03  Human and Open Source Collection.  I am 60 years old and I have spent 40 of those years in the intelligence profession, acquiring two graduate degrees and a Naval War College education along the way, while also serving six clandestine tours (three in the field, three in HQS assignments) and being the senior civilian responsible for creating the Marine Corps Intelligence Center from scratch.  The persistent shallowness of our human collectors and our open source collectors (such as they are), as well as our analytsts including our mid-career analysts, continues to astonish me.  I know what the gold standard is in HUMINT and OSINT, I set the gold standard for holistic analytics, and we are not even close.  If — and only if — we adopt a full-spectrum HUMINT approach to HUMINT, integrating OSINT and getting serious about M4IS2, immersing our analysts in the 80% of they are not able to access now, will we be competent to support strategy, policy, acquisition, and operations now that the money has run out and we have to actually create a military that is affordable, sustainable, and effective in every clime and place.
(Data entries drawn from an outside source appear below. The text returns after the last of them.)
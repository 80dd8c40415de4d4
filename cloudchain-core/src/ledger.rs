//! Per-account ledger of backed-up payloads.
//!
//! Each entry tracks whether a payload exists remotely and whether its
//! mirror copy exists locally. `local_present` is a cache of filesystem
//! state: [`LedgerBook::heal`] re-derives it and is the only place that
//! does so.

use crate::error::{ChainError, ChainResult};
use crate::layout::{self, LocalRoot};
use crate::types::Account;
use chrono::{DateTime, Utc};
use serde::{Deserialize, Serialize};
use std::collections::{BTreeMap, BTreeSet};
use std::path::{Path, PathBuf};
use tracing::{debug, info, warn};

/// Where a payload currently exists.
#[derive(Clone, Copy, Debug, PartialEq, Eq, Hash, Serialize, Deserialize)]
#[serde(rename_all = "snake_case")]
pub enum Presence {
    CloudOnly,
    LocalOnly,
    Both,
}

/// One tracked payload.
#[derive(Clone, Debug, PartialEq, Eq, Serialize, Deserialize)]
pub struct LedgerEntry {
    pub name: String,
    pub size_bytes: u64,
    /// Local origin at the time the entry was recorded.
    pub source_path: PathBuf,
    /// `None` until the payload has been uploaded once.
    pub uploaded_at: Option<DateTime<Utc>>,
    pub remote_id: Option<String>,
    pub remote_present: bool,
    pub local_present: bool,
    pub owning_account_index: u32,
}

impl LedgerEntry {
    pub fn presence(&self) -> Option<Presence> {
        classify(self)
    }
}

/// Classifies an entry from its two presence flags.
///
/// `None` means neither flag is set; such entries are pruned and never
/// persisted.
pub fn classify(entry: &LedgerEntry) -> Option<Presence> {
    match (entry.remote_present, entry.local_present) {
        (true, true) => Some(Presence::Both),
        (true, false) => Some(Presence::CloudOnly),
        (false, true) => Some(Presence::LocalOnly),
        (false, false) => None,
    }
}

/// The ledger of one account.
#[derive(Clone, Debug, PartialEq, Eq, Serialize, Deserialize)]
pub struct Ledger {
    pub account_index: u32,
    entries: BTreeMap<String, LedgerEntry>,
}

impl Ledger {
    pub fn new(account_index: u32) -> Self {
        Self {
            account_index,
            entries: BTreeMap::new(),
        }
    }

    pub fn get(&self, name: &str) -> Option<&LedgerEntry> {
        self.entries.get(name)
    }

    /// Entries ordered by name.
    pub fn entries(&self) -> impl Iterator<Item = &LedgerEntry> {
        self.entries.values()
    }

    /// Names of entries currently classified as `presence`.
    pub fn names_with(&self, presence: Presence) -> Vec<String> {
        self.entries
            .values()
            .filter(|e| classify(e) == Some(presence))
            .map(|e| e.name.clone())
            .collect()
    }

    pub fn len(&self) -> usize {
        self.entries.len()
    }

    /// Every entry must be keyed by its own name, and that name must be a
    /// plain payload basename. Ledgers read from disk or from an export are
    /// untrusted until this passes.
    pub fn check_entries(&self) -> ChainResult<()> {
        for (key, entry) in &self.entries {
            if *key != entry.name {
                return Err(ChainError::CorruptState(format!(
                    "ledger {} keys entry {:?} as {key:?}",
                    self.account_index, entry.name
                )));
            }
            layout::validate_payload_name(key).map_err(|e| {
                ChainError::CorruptState(format!("ledger {}: {e}", self.account_index))
            })?;
        }
        Ok(())
    }

    pub fn is_empty(&self) -> bool {
        self.entries.is_empty()
    }

    fn entry_mut(&mut self, name: &str) -> ChainResult<&mut LedgerEntry> {
        let account = self.account_index;
        self.entries
            .get_mut(name)
            .ok_or_else(|| ChainError::EntryNotFound {
                account,
                name: name.to_string(),
            })
    }

    /// Drops an entry if both flags are clear. Returns the remaining
    /// classification.
    fn settle(&mut self, name: &str) -> Option<Presence> {
        let presence = self.entries.get(name).and_then(classify);
        if presence.is_none() && self.entries.remove(name).is_some() {
            debug!("pruned {name} from ledger of account {}", self.account_index);
        }
        presence
    }
}

/// A local file in an account directory that no ledger entry covers.
#[derive(Clone, Debug, PartialEq, Eq, Serialize)]
pub struct UntrackedFile {
    pub name: String,
    pub size_bytes: u64,
}

/// Outcome of a heal pass.
#[derive(Clone, Debug, Default, PartialEq, Eq, Serialize)]
pub struct HealReport {
    pub account_index: u32,
    /// Entries whose `local_present` flag was corrected.
    pub changed: Vec<String>,
    /// Entries removed because they no longer exist anywhere.
    pub pruned: Vec<String>,
    /// Local files the ledger does not know about. Reported, never adopted.
    pub untracked: Vec<UntrackedFile>,
}

impl HealReport {
    /// True when the pass changed nothing.
    pub fn is_noop(&self) -> bool {
        self.changed.is_empty() && self.pruned.is_empty()
    }
}

/// All ledgers of a chain, keyed by account index.
///
/// Every mutation is applied to a copy, persisted atomically, and only then
/// swapped in, so a failed write leaves both disk and memory unchanged.
pub struct LedgerBook {
    root: LocalRoot,
    dirs: BTreeMap<u32, String>,
    ledgers: BTreeMap<u32, Ledger>,
}

impl LedgerBook {
    pub fn new(root: LocalRoot) -> Self {
        Self {
            root,
            dirs: BTreeMap::new(),
            ledgers: BTreeMap::new(),
        }
    }

    /// Loads (or creates) the ledger of an account.
    pub fn attach(&mut self, account: &Account) -> ChainResult<()> {
        let dir = account.dir_name().to_string();
        let path = self.root.ledger_file(&dir);

        let ledger = match layout::read_json::<Ledger>(&path)? {
            Some(mut ledger) => {
                ledger.check_entries()?;
                if ledger.account_index != account.index {
                    warn!(
                        "ledger {} claims account {}, reassigning to {}",
                        path.display(),
                        ledger.account_index,
                        account.index
                    );
                    ledger.account_index = account.index;
                    for entry in ledger.entries.values_mut() {
                        entry.owning_account_index = account.index;
                    }
                }
                ledger
            }
            None => {
                let ledger = Ledger::new(account.index);
                layout::write_json(&path, &ledger)?;
                debug!("created empty ledger {}", path.display());
                ledger
            }
        };

        self.dirs.insert(account.index, dir);
        self.ledgers.insert(account.index, ledger);
        Ok(())
    }

    /// Forgets every ledger (after a reset). Does not touch the disk.
    pub fn clear(&mut self) {
        self.dirs.clear();
        self.ledgers.clear();
    }

    pub fn ledger(&self, account_index: u32) -> ChainResult<&Ledger> {
        self.ledgers
            .get(&account_index)
            .ok_or(ChainError::UnknownAccount(account_index))
    }

    pub fn ledgers(&self) -> impl Iterator<Item = &Ledger> {
        self.ledgers.values()
    }

    /// Expected local mirror path of a payload.
    pub fn mirror_path(&self, account_index: u32, name: &str) -> ChainResult<PathBuf> {
        Ok(self.root.mirror_path(self.dir(account_index)?, name))
    }

    /// Records a successful upload. Overwrites any previous entry.
    pub fn record_upload(
        &mut self,
        account_index: u32,
        name: &str,
        size_bytes: u64,
        source_path: &Path,
        remote_id: &str,
    ) -> ChainResult<LedgerEntry> {
        layout::validate_payload_name(name)?;
        let local_present = self.mirror_path(account_index, name)?.is_file();

        let entry = LedgerEntry {
            name: name.to_string(),
            size_bytes,
            source_path: source_path.to_path_buf(),
            uploaded_at: Some(Utc::now()),
            remote_id: Some(remote_id.to_string()),
            remote_present: true,
            local_present,
            owning_account_index: account_index,
        };

        let recorded = entry.clone();
        self.mutate(account_index, move |ledger| {
            ledger.entries.insert(entry.name.clone(), entry);
            Ok(())
        })?;
        info!("recorded upload of {name} ({size_bytes} bytes) to account {account_index}");
        Ok(recorded)
    }

    /// Records a successful download into the mirror. Remote presence is
    /// left as it was.
    pub fn record_download(&mut self, account_index: u32, name: &str) -> ChainResult<()> {
        self.mutate(account_index, |ledger| {
            ledger.entry_mut(name)?.local_present = true;
            Ok(())
        })
    }

    /// Records that the local mirror copy was removed.
    pub fn delete_local(&mut self, account_index: u32, name: &str) -> ChainResult<Option<Presence>> {
        self.mutate(account_index, |ledger| {
            ledger.entry_mut(name)?.local_present = false;
            Ok(ledger.settle(name))
        })
    }

    /// Records that the remote copy was removed. The entry is pruned if it no
    /// longer exists locally either.
    pub fn delete_cloud(&mut self, account_index: u32, name: &str) -> ChainResult<Option<Presence>> {
        self.mutate(account_index, |ledger| {
            ledger.entry_mut(name)?.remote_present = false;
            Ok(ledger.settle(name))
        })
    }

    /// Starts tracking an untracked mirror file as `LocalOnly`.
    pub fn adopt(&mut self, account_index: u32, name: &str) -> ChainResult<LedgerEntry> {
        layout::validate_payload_name(name)?;
        let path = self.mirror_path(account_index, name)?;
        if self.ledger(account_index)?.get(name).is_some() {
            return Err(ChainError::InvalidName(format!("{name} is already tracked")));
        }
        let meta = std::fs::metadata(&path)?;
        if !meta.is_file() {
            return Err(ChainError::InvalidName(format!("{name} is not a regular file")));
        }

        let entry = LedgerEntry {
            name: name.to_string(),
            size_bytes: meta.len(),
            source_path: path,
            uploaded_at: None,
            remote_id: None,
            remote_present: false,
            local_present: true,
            owning_account_index: account_index,
        };
        let adopted = entry.clone();
        self.mutate(account_index, move |ledger| {
            ledger.entries.insert(entry.name.clone(), entry);
            Ok(())
        })?;
        Ok(adopted)
    }

    /// Reconciles `local_present` with the filesystem for one account.
    ///
    /// Idempotent: with no filesystem change in between, a second pass
    /// reports no changes and writes nothing.
    pub fn heal(&mut self, account_index: u32) -> ChainResult<HealReport> {
        let dir = self.dir(account_index)?.to_string();
        let mut ledger = self.ledger(account_index)?.clone();
        let mut report = HealReport {
            account_index,
            ..HealReport::default()
        };

        for entry in ledger.entries.values_mut() {
            let present = self.root.mirror_path(&dir, &entry.name).is_file();
            if entry.local_present != present {
                entry.local_present = present;
                report.changed.push(entry.name.clone());
            }
        }
        let names: Vec<String> = ledger.entries.keys().cloned().collect();
        for name in names {
            if ledger.settle(&name).is_none() {
                report.pruned.push(name);
            }
        }

        let tracked: BTreeSet<&str> = ledger.entries.keys().map(String::as_str).collect();
        report.untracked = self
            .root
            .payload_files(&dir)?
            .into_iter()
            .filter(|(name, _)| !tracked.contains(name.as_str()))
            .map(|(name, size_bytes)| UntrackedFile { name, size_bytes })
            .collect();

        if !report.is_noop() {
            layout::write_json(&self.root.ledger_file(&dir), &ledger)?;
            self.ledgers.insert(account_index, ledger);
            info!(
                "healed account {account_index}: {} changed, {} pruned",
                report.changed.len(),
                report.pruned.len()
            );
        }
        if !report.untracked.is_empty() {
            warn!(
                "account {account_index} has {} untracked local file(s)",
                report.untracked.len()
            );
        }
        Ok(report)
    }

    fn dir(&self, account_index: u32) -> ChainResult<&str> {
        self.dirs
            .get(&account_index)
            .map(String::as_str)
            .ok_or(ChainError::UnknownAccount(account_index))
    }

    fn mutate<R>(
        &mut self,
        account_index: u32,
        f: impl FnOnce(&mut Ledger) -> ChainResult<R>,
    ) -> ChainResult<R> {
        let path = self.root.ledger_file(self.dir(account_index)?);
        let mut ledger = self.ledger(account_index)?.clone();
        let out = f(&mut ledger)?;
        layout::write_json(&path, &ledger)?;
        self.ledgers.insert(account_index, ledger);
        Ok(out)
    }
}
03  Analytics.  Among the many mistakes of the US secret world has been the terrible assumption that child analysts will do well as long as they have access to secret sources.  This is preposterous, especially if one is fully witting of the mediocrity of US national technical collection capabilities and the non-existence of US national processing capabilities — NSA is incompetent at all but a few of the 183 languages that matter, and generally days if not months late in processing critical traffic from out of the way places — Benghazi, for example.  Put bluntly, I see two paths for radical advances at a very affordable cost in US intelligence: first, get serious about HUMINT and OSINT together; and second, hire a whole new crop of mid-career analysts that have proven themselves outside the secret world, and give them a global network of multinational counterparts to work with total protection from an antiquated security process that stopped thinking in the early 1970's.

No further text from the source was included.